───── Records ─────

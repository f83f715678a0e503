//! Core error types for REWIND.

use crate::coord::Seq;
use crate::id::StreamId;

/// Core result type
pub type CoreResult<T> = Result<T, CoreError>;

/// Core error type
///
/// Collaborator failures (`StreamNotFound`, `RangeUnavailable`) are surfaced
/// unchanged; nothing in the replay path retries them.
#[derive(Debug, Clone, PartialEq, Eq, thiserror::Error)]
pub enum CoreError {
    /// Malformed or unsatisfiable replay target, or a broken index invariant
    #[error("Out of range: {reason}")]
    OutOfRange {
        /// What was wrong with the target
        reason: String,
    },

    /// The stream is unknown to the event source
    #[error("Stream not found: {stream}")]
    StreamNotFound {
        /// Stream that was requested
        stream: StreamId,
    },

    /// The event source cannot serve the requested range
    #[error("Range ({from}, {to}] unavailable for stream {stream}")]
    RangeUnavailable {
        /// Stream that was requested
        stream: StreamId,
        /// Exclusive lower bound
        from: Seq,
        /// Inclusive upper bound
        to: Seq,
    },

    /// Cooperative cancellation was observed
    #[error("Operation cancelled")]
    Cancelled,

    /// State, payload, or checkpoint could not be encoded or decoded
    #[error("Encoding error: {reason}")]
    Encoding {
        /// Underlying encoder message
        reason: String,
    },

    /// I/O failure in a file-backed adapter
    #[error("IO error: {reason}")]
    Io {
        /// Underlying I/O message
        reason: String,
    },
}

impl CoreError {
    /// Shorthand for [`CoreError::OutOfRange`]
    pub fn out_of_range(reason: impl Into<String>) -> Self {
        Self::OutOfRange {
            reason: reason.into(),
        }
    }

    /// Whether this error is a cooperative cancellation
    #[must_use]
    pub const fn is_cancelled(&self) -> bool {
        matches!(self, Self::Cancelled)
    }
}

impl From<serde_json::Error> for CoreError {
    fn from(err: serde_json::Error) -> Self {
        Self::Encoding {
            reason: err.to_string(),
        }
    }
}

impl From<std::io::Error> for CoreError {
    fn from(err: std::io::Error) -> Self {
        Self::Io {
            reason: err.to_string(),
        }
    }
}
//! Wire types for the chat backend plus the domain values the core consumes.
//!
//! The wire structs mirror the JSON the backend actually emits. Every field
//! the backend may omit is optional so that a sparse or partial body still
//! parses; deciding what a missing field *means* is the core's job.

use serde::{Deserialize, Serialize};

// ============================================================================
// Wire Types
// ============================================================================

/// `GET /status` response body.
///
/// `gemma3_available` is absent when the backend cannot reach Ollama.
#[derive(Deserialize, Debug, Default)]
pub(crate) struct StatusResponse {
    #[serde(default)]
    pub ollama_running: bool,
    #[serde(default)]
    pub gemma3_available: Option<bool>,
    #[serde(default)]
    pub models_available: Vec<String>,
}

/// `POST /chat` request body.
#[derive(Serialize, Debug)]
pub(crate) struct ChatRequest<'a> {
    pub message: &'a str,
}

/// `POST /chat` response body. Any subset of fields may be present.
#[derive(Deserialize, Debug, Default)]
pub(crate) struct ChatResponse {
    #[serde(default)]
    pub formatted_response: Option<String>,
    #[serde(default)]
    pub response: Option<String>,
    #[serde(default)]
    pub user_message: Option<String>,
    #[serde(default)]
    pub error: Option<String>,
}

// ============================================================================
// Domain Types
// ============================================================================

/// Result of a status check that reached the backend.
#[derive(Debug, Clone, PartialEq, Eq, Default)]
pub struct ServiceStatus {
    /// Whether the backend can reach its model host.
    pub running: bool,
    /// `None` when the backend did not say.
    pub model_available: Option<bool>,
    /// Model names the host reported, possibly empty.
    pub models: Vec<String>,
}

impl From<StatusResponse> for ServiceStatus {
    fn from(body: StatusResponse) -> Self {
        Self {
            running: body.ollama_running,
            model_available: body.gemma3_available,
            models: body.models_available,
        }
    }
}

/// A parsed `/chat` reply.
///
/// Empty strings are normalized to `None`, so "present" always means
/// "present and non-empty".
#[derive(Debug, Clone, PartialEq, Eq, Default)]
pub struct ChatReply {
    /// Server-rendered HTML. Untrusted.
    pub formatted: Option<String>,
    /// Plain-text reply.
    pub text: Option<String>,
    /// Error text the backend attached (e.g. "No message provided").
    pub error: Option<String>,
}

impl ChatReply {
    pub fn text(text: impl Into<String>) -> Self {
        Self {
            text: Some(text.into()),
            ..Default::default()
        }
    }

    pub fn formatted(html: impl Into<String>) -> Self {
        Self {
            formatted: Some(html.into()),
            ..Default::default()
        }
    }

    /// True when neither reply field carries content.
    pub fn is_empty(&self) -> bool {
        self.formatted.is_none() && self.text.is_none()
    }
}

impl From<ChatResponse> for ChatReply {
    fn from(body: ChatResponse) -> Self {
        let non_empty = |s: Option<String>| s.filter(|s| !s.is_empty());
        Self {
            formatted: non_empty(body.formatted_response),
            text: non_empty(body.response),
            error: non_empty(body.error),
        }
    }
}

─────

Transcribe the records in full, keeping every character as it is.

repository f83f715678a0e503
//! Core error types for REWIND.

use crate::coord::Seq;
use crate::id::StreamId;

/// Core result type
pub type CoreResult<T> = Result<T, CoreError>;

/// Core error type
///
/// Collaborator failures (`StreamNotFound`, `RangeUnavailable`) are surfaced
/// unchanged; nothing in the replay path retries them.
#[derive(Debug, Clone, PartialEq, Eq, thiserror::Error)]
pub enum CoreError {
    /// Malformed or unsatisfiable replay target, or a broken index invariant
    #[error("Out of range: {reason}")]
    OutOfRange {
        /// What was wrong with the target
        reason: String,
    },

    /// The stream is unknown to the event source
    #[error("Stream not found: {stream}")]
    StreamNotFound {
        /// Stream that was requested
        stream: StreamId,
    },

    /// The event source cannot serve the requested range
    #[error("Range ({from}, {to}] unavailable for stream {stream}")]
    RangeUnavailable {
        /// Stream that was requested
        stream: StreamId,
        /// Exclusive lower bound
        from: Seq,
        /// Inclusive upper bound
        to: Seq,
    },

    /// Cooperative cancellation was observed
    #[error("Operation cancelled")]
    Cancelled,

    /// State, payload, or checkpoint could not be encoded or decoded
    #[error("Encoding error: {reason}")]
    Encoding {
        /// Underlying encoder message
        reason: String,
    },

    /// I/O failure in a file-backed adapter
    #[error("IO error: {reason}")]
    Io {
        /// Underlying I/O message
        reason: String,
    },
}

impl CoreError {
    /// Shorthand for [`CoreError::OutOfRange`]
    pub fn out_of_range(reason: impl Into<String>) -> Self {
        Self::OutOfRange {
            reason: reason.into(),
        }
    }

    /// Whether this error is a cooperative cancellation
    #[must_use]
    pub const fn is_cancelled(&self) -> bool {
        matches!(self, Self::Cancelled)
    }
}

impl From<serde_json::Error> for CoreError {
    fn from(err: serde_json::Error) -> Self {
        Self::Encoding {
            reason: err.to_string(),
        }
    }
}

impl From<std::io::Error> for CoreError {
    fn from(err: std::io::Error) -> Self {
        Self::Io {
            reason: err.to_string(),
        }
    }
}
//! Wire types for the chat backend plus the domain values the core consumes.
//!
//! The wire structs mirror the JSON the backend actually emits. Every field
//! the backend may omit is optional so that a sparse or partial body still
//! parses; deciding what a missing field *means* is the core's job.

use serde::{Deserialize, Serialize};

// ============================================================================
// Wire Types
// ============================================================================

/// `GET /status` response body.
///
/// `gemma3_available` is absent when the backend cannot reach Ollama.
#[derive(Deserialize, Debug, Default)]
pub(crate) struct StatusResponse {
    #[serde(default)]
    pub ollama_running: bool,
    #[serde(default)]
    pub gemma3_available: Option<bool>,
    #[serde(default)]
    pub models_available: Vec<String>,
}

/// `POST /chat` request body.
#[derive(Serialize, Debug)]
pub(crate) struct ChatRequest<'a> {
    pub message: &'a str,
}

/// `POST /chat` response body. Any subset of fields may be present.
#[derive(Deserialize, Debug, Default)]
pub(crate) struct ChatResponse {
    #[serde(default)]
    pub formatted_response: Option<String>,
    #[serde(default)]
    pub response: Option<String>,
    #[serde(default)]
    pub user_message: Option<String>,
    #[serde(default)]
    pub error: Option<String>,
}

// ============================================================================
// Domain Types
// ============================================================================

/// Result of a status check that reached the backend.
#[derive(Debug, Clone, PartialEq, Eq, Default)]
pub struct ServiceStatus {
    /// Whether the backend can reach its model host.
    pub running: bool,
    /// `None` when the backend did not say.
    pub model_available: Option<bool>,
    /// Model names the host reported, possibly empty.
    pub models: Vec<String>,
}

impl From<StatusResponse> for ServiceStatus {
    fn from(body: StatusResponse) -> Self {
        Self {
            running: body.ollama_running,
            model_available: body.gemma3_available,
            models: body.models_available,
        }
    }
}

/// A parsed `/chat` reply.
///
/// Empty strings are normalized to `None`, so "present" always means
/// "present and non-empty".
#[derive(Debug, Clone, PartialEq, Eq, Default)]
pub struct ChatReply {
    /// Server-rendered HTML. Untrusted.
    pub formatted: Option<String>,
    /// Plain-text reply.
    pub text: Option<String>,
    /// Error text the backend attached (e.g. "No message provided").
    pub error: Option<String>,
}

impl ChatReply {
    pub fn text(text: impl Into<String>) -> Self {
        Self {
            text: Some(text.into()),
            ..Default::default()
        }
    }

    pub fn formatted(html: impl Into<String>) -> Self {
        Self {
            formatted: Some(html.into()),
            ..Default::default()
        }
    }

    /// True when neither reply field carries content.
    pub fn is_empty(&self) -> bool {
        self.formatted.is_none() && self.text.is_none()
    }
}

impl From<ChatResponse> for ChatReply {
    fn from(body: ChatResponse) -> Self {
        let non_empty = |s: Option<String>| s.filter(|s| !s.is_empty());
        Self {
            formatted: non_empty(body.formatted_response),
            text: non_empty(body.response),
            error: non_empty(body.error),
        }
    }
}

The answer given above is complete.